I decided to gather together all of the symptoms in order to figure out what the problem might be.
Initially the display would be responsive, but it would lock up after some time. The player would continue to function over the web interface.
It was not possible to enter USB restore mode. The player would hang at the boot up screen.
Occasionally a boot would fail, leaving the system displaying the boot screen until it was manually power cycled.
Occasionally the top half of the display would lock up, leaving the bottom half functional.
Occasionally the system would not wake when the power button was pressed.
While the player was powered up I logged in via the SSH backdoor the manufacturer embedded in order to assess the situation.

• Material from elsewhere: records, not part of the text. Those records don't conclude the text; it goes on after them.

//! Rendering surface abstraction for the greeting line and visual theme.
//!
//! The monitor talks to a `GreetingSurface` trait object so classification
//! and transition logic can be exercised against a recording fake in tests.
//! The production implementation renders into the attached terminal.

use anyhow::Result;
use crossterm::{
    execute,
    style::{Attribute, Color, Print, ResetColor, SetAttribute, SetForegroundColor},
    terminal::SetTitle,
    tty::IsTty,
};
use std::io::stdout;

/// Target for the two rendering side effects of a label transition.
///
/// `set_greeting` is always invoked before `apply_theme`; implementations
/// may rely on that ordering.
pub trait GreetingSurface {
    /// Update the greeting text, if a display target exists.
    ///
    /// A missing display target is tolerated silently and is not an error.
    fn set_greeting(&mut self, text: &str) -> Result<()>;

    /// Replace the active theme with the given marker.
    ///
    /// Exactly one theme is active at a time; applying a theme discards the
    /// previous one.
    fn apply_theme(&mut self, theme: &str) -> Result<()>;
}

/// Terminal-backed surface.
///
/// The greeting goes into the terminal title, and the theme re-renders the
/// greeting as a colored status line. When stdout is not a terminal (piped
/// output, service context) both updates are skipped silently.
pub struct TerminalSurface {
    greeting: Option<String>,
}

impl TerminalSurface {
    pub fn new() -> Self {
        Self { greeting: None }
    }

    fn theme_color(theme: &str) -> Color {
        match theme {
            "morning" => Color::Yellow,
            "afternoon" => Color::Cyan,
            "night" => Color::DarkBlue,
            _ => Color::Reset,
        }
    }
}

impl Default for TerminalSurface {
    fn default() -> Self {
        Self::new()
    }
}

impl GreetingSurface for TerminalSurface {
    fn set_greeting(&mut self, text: &str) -> Result<()> {
        self.greeting = Some(text.to_string());

        let mut out = stdout();
        if !out.is_tty() {
            return Ok(());
        }
        execute!(out, SetTitle(text))?;
        Ok(())
    }

    fn apply_theme(&mut self, theme: &str) -> Result<()> {
        let mut out = stdout();
        if !out.is_tty() {
            return Ok(());
        }

        if let Some(greeting) = &self.greeting {
            execute!(
                out,
                Print("┃   "),
                SetForegroundColor(Self::theme_color(theme)),
                SetAttribute(Attribute::Bold),
                Print(greeting),
                ResetColor,
                Print("\n"),
            )?;
        }
        Ok(())
    }
}
//! Structured logging system with visual formatting.
//!
//! Provides box-drawing log output: a version header at startup, block
//! markers for state changes, and indented detail lines. Semantic macros
//! (`log_warning!`, `log_error!`, `log_debug!`) carry a `[LEVEL]` prefix.
//!
//! Logging can be disabled at runtime so test output stays quiet.

use std::io::Write;
use std::sync::atomic::{AtomicBool, Ordering};

static LOGGING_ENABLED: AtomicBool = AtomicBool::new(true);

/// Main logging interface providing structured output formatting.
///
/// Conventions: `log_block_start!` opens a new conceptual block (state
/// changes, startup phases); `log_decorated!` continues one; `log_indented!`
/// is for nested detail lines; `log_pipe!` inserts a single empty prefixed
/// line before warnings or errors; `log_version!` and `log_end!` frame the
/// whole run.
pub struct Log;

impl Log {
    /// Enable or disable logging temporarily.
    ///
    /// Useful for quiet operation during tests where log output would
    /// interfere with results.
    pub fn set_enabled(enabled: bool) {
        LOGGING_ENABLED.store(enabled, Ordering::SeqCst);
    }

    /// Check if logging is currently enabled.
    pub fn is_enabled() -> bool {
        LOGGING_ENABLED.load(Ordering::SeqCst)
    }
}

/// Write formatted log output to stdout (needed by the macros).
pub fn write_output(text: &str) {
    print!("{text}");
    let _ = std::io::stdout().flush();
}

// # Logging Macros

/// Log a decorated message, typically as part of an existing block.
#[macro_export]
macro_rules! log_decorated {
    ($fmt:literal $($arg:tt)*) => {{
        use $crate::logger::Log;
        if Log::is_enabled() {
            let message = format!($fmt $($arg)*);
            $crate::logger::write_output(&format!("┣ {message}\n"));
        }
    }};
    ($expr:expr) => {{
        use $crate::logger::Log;
        if Log::is_enabled() {
            let expr = $expr;
            $crate::logger::write_output(&format!("┣ {expr}\n"));
        }
    }};
}

/// Log an indented message for sub-items or details within a block.
#[macro_export]
macro_rules! log_indented {
    ($fmt:literal $($arg:tt)*) => {{
        use $crate::logger::Log;
        if Log::is_enabled() {
            let message = format!($fmt $($arg)*);
            $crate::logger::write_output(&format!("┃   {message}\n"));
        }
    }};
    ($expr:expr) => {{
        use $crate::logger::Log;
        if Log::is_enabled() {
            let expr = $expr;
            $crate::logger::write_output(&format!("┃   {expr}\n"));
        }
    }};
}

/// Log a visual pipe separator for vertical spacing.
#[macro_export]
macro_rules! log_pipe {
    () => {{
        use $crate::logger::Log;
        if Log::is_enabled() {
            $crate::logger::write_output("┃\n");
        }
    }};
}

/// Log a block start message, initiating a new conceptual block.
#[macro_export]
macro_rules! log_block_start {
    ($fmt:literal $($arg:tt)*) => {{
        use $crate::logger::Log;
        if Log::is_enabled() {
            let message = format!($fmt $($arg)*);
            $crate::logger::write_output(&format!("┃\n┣ {message}\n"));
        }
    }};
    ($expr:expr) => {{
        use $crate::logger::Log;
        if Log::is_enabled() {
            let expr = $expr;
            $crate::logger::write_output(&format!("┃\n┣ {expr}\n"));
        }
    }};
}

/// Log the application version header.
#[macro_export]
macro_rules! log_version {
    () => {{
        use $crate::logger::Log;
        if Log::is_enabled() {
            let version = env!("CARGO_PKG_VERSION");
            $crate::logger::write_output(&format!("┏ greetr v{version} ━━╸\n"));
        }
    }};
}

/// Log the final termination marker.
#[macro_export]
macro_rules! log_end {
    () => {{
        use $crate::logger::Log;
        if Log::is_enabled() {
            $crate::logger::write_output("╹\n");
        }
    }};
}

/// Log a warning message with pipe prefix and yellow-colored level tag.
#[macro_export]
macro_rules! log_warning {
    ($fmt:literal $($arg:tt)*) => {{
        use $crate::logger::Log;
        if Log::is_enabled() {
            let message = format!($fmt $($arg)*);
            $crate::logger::write_output(&format!("┣[\x1b[33mWARNING\x1b[0m] {message}\n"));
        }
    }};
    ($expr:expr) => {{
        use $crate::logger::Log;
        if Log::is_enabled() {
            let expr = $expr;
            $crate::logger::write_output(&format!("┣[\x1b[33mWARNING\x1b[0m] {expr}\n"));
        }
    }};
}

/// Log an error message with pipe prefix and red-colored level tag.
#[macro_export]
macro_rules! log_error {
    ($fmt:literal $($arg:tt)*) => {{
        use $crate::logger::Log;
        if Log::is_enabled() {
            let message = format!($fmt $($arg)*);
            $crate::logger::write_output(&format!("┣[\x1b[31mERROR\x1b[0m] {message}\n"));
        }
    }};
    ($expr:expr) => {{
        use $crate::logger::Log;
        if Log::is_enabled() {
            let expr = $expr;
            $crate::logger::write_output(&format!("┣[\x1b[31mERROR\x1b[0m] {expr}\n"));
        }
    }};
}

/// Log a debug/operational message with pipe prefix and green-colored level tag.
#[macro_export]
macro_rules! log_debug {
    ($fmt:literal $($arg:tt)*) => {{
        use $crate::logger::Log;
        if Log::is_enabled() {
            let message = format!($fmt $($arg)*);
            $crate::logger::write_output(&format!("┣[\x1b[32mDEBUG\x1b[0m] {message}\n"));
        }
    }};
    ($expr:expr) => {{
        use $crate::logger::Log;
        if Log::is_enabled() {
            let expr = $expr;
            $crate::logger::write_output(&format!("┣[\x1b[32mDEBUG\x1b[0m] {expr}\n"));
        }
    }};
}
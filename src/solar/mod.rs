//! Solar boundary time resolution.
//!
//! Produces the three local boundary times (sunrise, solar noon, sunset)
//! the monitor classifies against. Sunrise and sunset come from the
//! external time-service keyed by the acquired position; solar noon is
//! always the fallback constant. Every failure mode degrades to the
//! fallback times and is logged, never propagated: the caller starts
//! monitoring with whatever this module returns.

pub mod api;
pub mod location;

pub use api::{SolarInstants, SolarTimeService, SunriseSunsetApi};
pub use location::{Coordinates, IpLocationProvider, LocationProvider};

use anyhow::{Context, Result, anyhow};
use chrono::NaiveTime;
use chrono_tz::Tz;

use crate::constants::{DEFAULT_NOON, DEFAULT_SUNRISE, DEFAULT_SUNSET};

/// The three local boundary times the day is classified against.
#[derive(Debug, Clone, Copy, PartialEq)]
pub struct BoundaryTimes {
    pub sunrise: NaiveTime,
    /// Immutable after initialization; never updated from the time-service.
    pub noon: NaiveTime,
    pub sunset: NaiveTime,
}

impl BoundaryTimes {
    /// The compile-time fallback boundaries (06:00 / 12:00 / 18:00).
    pub fn fallback() -> Self {
        Self {
            sunrise: NaiveTime::parse_from_str(DEFAULT_SUNRISE, "%H:%M:%S").unwrap(),
            noon: NaiveTime::parse_from_str(DEFAULT_NOON, "%H:%M:%S").unwrap(),
            sunset: NaiveTime::parse_from_str(DEFAULT_SUNSET, "%H:%M:%S").unwrap(),
        }
    }

    /// Boundaries with a resolved sunrise/sunset pair and the fixed noon.
    ///
    /// The pair is applied as a unit; there is no path that overwrites only
    /// one of the two.
    fn with_solar_pair(sunrise: NaiveTime, sunset: NaiveTime) -> Self {
        Self {
            sunrise,
            sunset,
            ..Self::fallback()
        }
    }
}

/// Resolve the boundary times, degrading to the fallback constants on any
/// failure.
///
/// `provider` is `None` when the location capability is unavailable. All
/// paths return usable times; callers start the monitor unconditionally with
/// the result.
pub fn resolve_boundary_times(
    provider: Option<&dyn LocationProvider>,
    service: &dyn SolarTimeService,
) -> BoundaryTimes {
    let Some(provider) = provider else {
        log_pipe!();
        log_warning!("Location lookup unavailable, using fallback times");
        return BoundaryTimes::fallback();
    };

    let coords = match provider.current_position() {
        Ok(coords) => coords,
        Err(e) => {
            log_pipe!();
            log_warning!("Failed to acquire position: {e}");
            log_indented!("Using fallback sunrise/sunset times");
            return BoundaryTimes::fallback();
        }
    };

    match fetch_local_solar_pair(coords, service) {
        Ok((sunrise, sunset)) => {
            log_block_start!("Solar times set from {}", service.service_name());
            log_indented!(
                "Sunrise {}, sunset {}",
                sunrise.format("%H:%M"),
                sunset.format("%H:%M")
            );
            BoundaryTimes::with_solar_pair(sunrise, sunset)
        }
        Err(e) => {
            log_pipe!();
            log_warning!("Solar time lookup failed: {e}");
            log_indented!("Using fallback sunrise/sunset times");
            BoundaryTimes::fallback()
        }
    }
}

/// Fetch the UTC solar instants and convert both to the local zone.
fn fetch_local_solar_pair(
    coords: Coordinates,
    service: &dyn SolarTimeService,
) -> Result<(NaiveTime, NaiveTime)> {
    let instants = service.solar_instants(coords)?;
    let tz = local_timezone()?;
    Ok(local_solar_pair(instants, tz))
}

/// Convert UTC instants to local wall-clock times in the given zone.
fn local_solar_pair(instants: SolarInstants, tz: Tz) -> (NaiveTime, NaiveTime) {
    (
        instants.sunrise.with_timezone(&tz).time(),
        instants.sunset.with_timezone(&tz).time(),
    )
}

/// Resolve the IANA identifier of the ambient local time zone.
fn local_timezone() -> Result<Tz> {
    let name =
        iana_time_zone::get_timezone().context("could not determine the local time zone")?;
    name.parse::<Tz>()
        .map_err(|e| anyhow!("unrecognized time zone {name:?}: {e}"))
}

#[cfg(test)]
mod tests {
    use super::*;
    use crate::logger::Log;
    use chrono::{TimeZone, Timelike, Utc};

    struct FixedLocation(Coordinates);

    impl LocationProvider for FixedLocation {
        fn current_position(&self) -> Result<Coordinates> {
            Ok(self.0)
        }
    }

    struct FailingLocation;

    impl LocationProvider for FailingLocation {
        fn current_position(&self) -> Result<Coordinates> {
            Err(anyhow!("position acquisition timed out"))
        }
    }

    struct FixedService(SolarInstants);

    impl SolarTimeService for FixedService {
        fn solar_instants(&self, _coords: Coordinates) -> Result<SolarInstants> {
            Ok(self.0)
        }

        fn service_name(&self) -> &'static str {
            "fixed"
        }
    }

    struct FailingService;

    impl SolarTimeService for FailingService {
        fn solar_instants(&self, _coords: Coordinates) -> Result<SolarInstants> {
            Err(anyhow!("connection reset by peer"))
        }

        fn service_name(&self) -> &'static str {
            "failing"
        }
    }

    fn berlin() -> Coordinates {
        Coordinates {
            latitude: 52.52,
            longitude: 13.405,
        }
    }

    #[test]
    fn fallback_times_match_the_constants() {
        let times = BoundaryTimes::fallback();
        assert_eq!(times.sunrise, NaiveTime::from_hms_opt(6, 0, 0).unwrap());
        assert_eq!(times.noon, NaiveTime::from_hms_opt(12, 0, 0).unwrap());
        assert_eq!(times.sunset, NaiveTime::from_hms_opt(18, 0, 0).unwrap());
    }

    #[test]
    fn missing_capability_yields_fallback() {
        Log::set_enabled(false);
        let times = resolve_boundary_times(None, &FailingService);
        assert_eq!(times, BoundaryTimes::fallback());
    }

    #[test]
    fn acquisition_failure_yields_fallback() {
        Log::set_enabled(false);
        let times = resolve_boundary_times(Some(&FailingLocation), &FixedService(SolarInstants {
            sunrise: Utc.with_ymd_and_hms(2026, 6, 21, 3, 47, 33).unwrap(),
            sunset: Utc.with_ymd_and_hms(2026, 6, 21, 19, 47, 33).unwrap(),
        }));
        assert_eq!(times, BoundaryTimes::fallback());
    }

    #[test]
    fn fetch_failure_leaves_the_pair_untouched() {
        Log::set_enabled(false);
        let times = resolve_boundary_times(Some(&FixedLocation(berlin())), &FailingService);
        assert_eq!(times, BoundaryTimes::fallback());
    }

    #[test]
    fn successful_fetch_overwrites_sunrise_and_sunset_but_not_noon() {
        Log::set_enabled(false);
        let instants = SolarInstants {
            sunrise: Utc.with_ymd_and_hms(2026, 6, 21, 3, 47, 33).unwrap(),
            sunset: Utc.with_ymd_and_hms(2026, 6, 21, 19, 47, 33).unwrap(),
        };
        let times = resolve_boundary_times(Some(&FixedLocation(berlin())), &FixedService(instants));

        let fallback = BoundaryTimes::fallback();
        assert_eq!(times.noon, fallback.noon);

        match local_timezone() {
            Ok(tz) => {
                let (sunrise, sunset) = local_solar_pair(instants, tz);
                assert_eq!(times.sunrise, sunrise);
                assert_eq!(times.sunset, sunset);
            }
            // Without a resolvable local zone the fetch degrades to fallback.
            Err(_) => assert_eq!(times, fallback),
        }
    }

    #[test]
    fn conversion_respects_the_given_zone() {
        let instants = SolarInstants {
            sunrise: Utc.with_ymd_and_hms(2026, 6, 21, 10, 26, 14).unwrap(),
            sunset: Utc.with_ymd_and_hms(2026, 6, 22, 0, 30, 51).unwrap(),
        };

        // New York observes EDT (UTC-4) on that date.
        let (sunrise, sunset) = local_solar_pair(instants, chrono_tz::America::New_York);
        assert_eq!((sunrise.hour(), sunrise.minute()), (6, 26));
        assert_eq!((sunset.hour(), sunset.minute()), (20, 30));

        // A sunset that crosses midnight in UTC stays on the local clock.
        let (sunrise_utc, sunset_utc) = local_solar_pair(instants, chrono_tz::Tz::UTC);
        assert_eq!((sunrise_utc.hour(), sunrise_utc.minute()), (10, 26));
        assert_eq!((sunset_utc.hour(), sunset_utc.minute()), (0, 30));
    }
}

After the player interface froze I used dmesg to dump the kernel message buffer. The following kernel messages occur when the player’s display becomes unresponsive.
Unfortunately this was not terribly revealing. However, I did now know there was some issue communicating with the display. Given the context clues zusbfb and urb I presumed it was an issue communicating over USB.
More information was needed before I could make a decision. Using the the internal serial port I observed what happened when the player tried to enter USB recovery mode.
I was now on to something. Again, there was a failure to communicate with a device over USB; more importantly, a failure to communicate with the SMedia (misspelled as smidia) chipset. This chip drives the front LCD and very well could be responsible for the observed problems.
The chain of hardware between the CPU, SMedia chip, and the LCD screen all looked good. There was good continuity between the components and it didn’t appear as though any magic smoke had been released. I decided to dig into the upgrade process to see if there were any clues. It turns out there is indeed a step in the upgrade which flashed firmware to the SMedia chip.
There were two possibilities. In one, the SMedia chip is on its way out and attempting to flash the firmware to it again wouldn’t do any more harm. In another, the SMedia chip is running old or bad firmware and flashing the latest firmware would fix the display. Given this, I decided it was safe enough to proceed.
One key hint, which I didn’t understand at the time, was the firmware version reported 0.0 while the OS version reported 4.3.2. During the 4.3.2 upgrade the “firmware” is expected to be upgraded to version 3.0. I initially suspected that “firmware” referred to the bootstrap software (uboot) or kernel revision, but now I understand it refers to the firmware running on the SMedia chip.
I provide no warranty for the following. Everything is done at your own risk. You must know what you’re doing and the associated risks before attempting to flash the SMedia chip.
As I couldn’t run the upgrade process normally via the USB recovery mode I decided just to manually re-run the SMedia upgrade script. After reading over the source it seemed safe enough. I used the serial console to access the root shell and ran /zapp/zbase/smedia_upgrade/pre-upgrade.sh to perform the upgrade.
NOTE: While the process is running do not remove power from the player. Once the upgrade is complete the player will reboot and return to normal operation.